### WHAT YOU WILL DO
Go through the data below. Pull out every line that has the word "await".

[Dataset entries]
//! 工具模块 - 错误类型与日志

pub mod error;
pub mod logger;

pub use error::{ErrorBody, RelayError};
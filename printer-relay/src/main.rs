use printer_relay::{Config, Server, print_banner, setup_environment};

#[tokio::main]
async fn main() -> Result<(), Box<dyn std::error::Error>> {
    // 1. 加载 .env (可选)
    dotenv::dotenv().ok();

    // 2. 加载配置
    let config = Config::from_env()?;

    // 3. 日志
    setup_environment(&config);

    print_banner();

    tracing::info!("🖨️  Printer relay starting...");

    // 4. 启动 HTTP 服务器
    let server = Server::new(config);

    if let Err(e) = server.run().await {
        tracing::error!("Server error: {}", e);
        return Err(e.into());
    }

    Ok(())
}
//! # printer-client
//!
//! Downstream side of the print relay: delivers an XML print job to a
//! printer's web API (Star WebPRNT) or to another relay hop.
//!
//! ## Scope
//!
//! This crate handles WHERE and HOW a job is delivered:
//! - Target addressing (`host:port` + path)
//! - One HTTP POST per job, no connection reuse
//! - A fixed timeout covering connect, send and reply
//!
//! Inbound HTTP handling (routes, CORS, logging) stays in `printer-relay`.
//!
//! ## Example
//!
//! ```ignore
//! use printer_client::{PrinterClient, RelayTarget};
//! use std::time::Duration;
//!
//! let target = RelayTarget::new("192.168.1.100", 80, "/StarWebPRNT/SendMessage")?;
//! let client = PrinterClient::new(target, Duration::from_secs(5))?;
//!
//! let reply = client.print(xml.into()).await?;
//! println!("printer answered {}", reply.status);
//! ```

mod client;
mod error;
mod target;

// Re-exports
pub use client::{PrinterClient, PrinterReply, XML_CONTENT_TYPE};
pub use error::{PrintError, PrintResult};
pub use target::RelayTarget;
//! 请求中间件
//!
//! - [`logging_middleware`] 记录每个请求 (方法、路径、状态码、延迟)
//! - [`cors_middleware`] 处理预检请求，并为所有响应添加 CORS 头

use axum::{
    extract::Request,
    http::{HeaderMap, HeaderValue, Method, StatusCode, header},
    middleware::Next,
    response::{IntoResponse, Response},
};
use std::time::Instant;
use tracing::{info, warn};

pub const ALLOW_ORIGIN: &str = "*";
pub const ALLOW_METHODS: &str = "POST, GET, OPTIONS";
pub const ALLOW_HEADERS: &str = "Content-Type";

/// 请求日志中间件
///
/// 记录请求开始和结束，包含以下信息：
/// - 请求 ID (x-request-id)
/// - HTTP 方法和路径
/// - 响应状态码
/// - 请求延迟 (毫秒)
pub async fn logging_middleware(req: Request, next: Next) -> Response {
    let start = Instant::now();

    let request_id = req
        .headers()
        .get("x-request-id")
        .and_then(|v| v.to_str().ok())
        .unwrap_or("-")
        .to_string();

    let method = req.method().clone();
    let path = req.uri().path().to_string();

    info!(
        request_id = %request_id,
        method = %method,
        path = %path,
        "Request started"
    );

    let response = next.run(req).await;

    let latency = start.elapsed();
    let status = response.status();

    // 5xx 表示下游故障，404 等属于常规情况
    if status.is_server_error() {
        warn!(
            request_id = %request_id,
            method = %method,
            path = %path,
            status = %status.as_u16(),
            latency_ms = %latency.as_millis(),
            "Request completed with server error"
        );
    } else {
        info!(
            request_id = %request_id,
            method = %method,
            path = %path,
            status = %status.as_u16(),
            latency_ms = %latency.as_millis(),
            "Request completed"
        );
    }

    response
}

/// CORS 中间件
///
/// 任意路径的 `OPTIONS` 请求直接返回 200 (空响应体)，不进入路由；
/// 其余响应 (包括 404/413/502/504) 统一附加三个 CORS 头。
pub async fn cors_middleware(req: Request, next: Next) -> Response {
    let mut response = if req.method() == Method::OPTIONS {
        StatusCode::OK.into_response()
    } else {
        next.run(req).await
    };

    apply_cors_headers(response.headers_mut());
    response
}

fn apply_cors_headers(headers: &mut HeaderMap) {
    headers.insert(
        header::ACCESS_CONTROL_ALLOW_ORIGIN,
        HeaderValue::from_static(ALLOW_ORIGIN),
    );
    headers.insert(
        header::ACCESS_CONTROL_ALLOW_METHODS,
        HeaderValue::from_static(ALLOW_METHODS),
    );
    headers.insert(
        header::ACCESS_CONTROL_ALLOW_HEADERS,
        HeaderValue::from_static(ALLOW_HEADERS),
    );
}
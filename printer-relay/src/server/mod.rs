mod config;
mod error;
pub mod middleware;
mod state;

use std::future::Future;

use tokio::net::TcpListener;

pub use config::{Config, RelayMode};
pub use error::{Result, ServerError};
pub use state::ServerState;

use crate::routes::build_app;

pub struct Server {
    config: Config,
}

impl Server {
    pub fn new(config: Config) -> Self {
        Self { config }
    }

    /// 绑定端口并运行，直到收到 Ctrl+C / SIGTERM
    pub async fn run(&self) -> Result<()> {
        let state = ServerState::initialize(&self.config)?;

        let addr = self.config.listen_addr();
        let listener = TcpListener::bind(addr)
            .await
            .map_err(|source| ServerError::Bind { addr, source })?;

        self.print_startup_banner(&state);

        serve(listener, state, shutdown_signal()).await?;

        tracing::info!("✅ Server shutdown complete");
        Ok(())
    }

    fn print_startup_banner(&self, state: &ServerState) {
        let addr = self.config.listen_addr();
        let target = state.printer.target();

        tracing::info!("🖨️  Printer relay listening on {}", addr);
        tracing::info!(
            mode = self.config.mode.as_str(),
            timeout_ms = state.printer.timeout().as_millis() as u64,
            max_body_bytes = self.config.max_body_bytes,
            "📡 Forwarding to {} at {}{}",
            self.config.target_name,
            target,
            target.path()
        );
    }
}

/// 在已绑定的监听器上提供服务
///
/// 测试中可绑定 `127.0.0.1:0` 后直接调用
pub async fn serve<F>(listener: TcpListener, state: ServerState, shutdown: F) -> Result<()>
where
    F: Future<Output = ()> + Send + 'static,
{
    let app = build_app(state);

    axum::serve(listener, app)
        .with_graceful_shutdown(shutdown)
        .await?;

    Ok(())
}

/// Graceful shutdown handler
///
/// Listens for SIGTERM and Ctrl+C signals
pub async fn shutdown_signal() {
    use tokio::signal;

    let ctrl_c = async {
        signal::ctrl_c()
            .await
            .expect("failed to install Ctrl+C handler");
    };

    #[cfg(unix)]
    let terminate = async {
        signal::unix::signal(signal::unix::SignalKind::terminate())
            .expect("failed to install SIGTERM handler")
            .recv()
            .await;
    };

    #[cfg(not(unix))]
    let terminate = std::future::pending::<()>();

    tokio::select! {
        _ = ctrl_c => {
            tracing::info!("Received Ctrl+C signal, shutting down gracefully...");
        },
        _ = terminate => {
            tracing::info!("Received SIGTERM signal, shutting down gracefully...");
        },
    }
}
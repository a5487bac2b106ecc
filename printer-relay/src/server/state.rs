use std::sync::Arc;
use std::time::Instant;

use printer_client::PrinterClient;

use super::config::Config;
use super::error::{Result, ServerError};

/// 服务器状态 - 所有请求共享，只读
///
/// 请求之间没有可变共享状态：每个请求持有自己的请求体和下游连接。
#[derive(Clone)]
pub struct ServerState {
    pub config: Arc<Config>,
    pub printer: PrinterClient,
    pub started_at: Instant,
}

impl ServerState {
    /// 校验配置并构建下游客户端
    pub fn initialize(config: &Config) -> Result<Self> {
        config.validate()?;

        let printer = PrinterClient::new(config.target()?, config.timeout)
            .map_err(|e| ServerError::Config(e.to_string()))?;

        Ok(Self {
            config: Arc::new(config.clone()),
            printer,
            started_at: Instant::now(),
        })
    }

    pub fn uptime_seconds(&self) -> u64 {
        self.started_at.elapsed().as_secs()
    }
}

### THE COMPLETED TASK
    if let Err(e) = server.run().await {
//! let reply = client.print(xml.into()).await?;
    let response = next.run(req).await;
        next.run(req).await
            .await
        serve(listener, state, shutdown_signal()).await?;
        .await?;
            .await
            .await;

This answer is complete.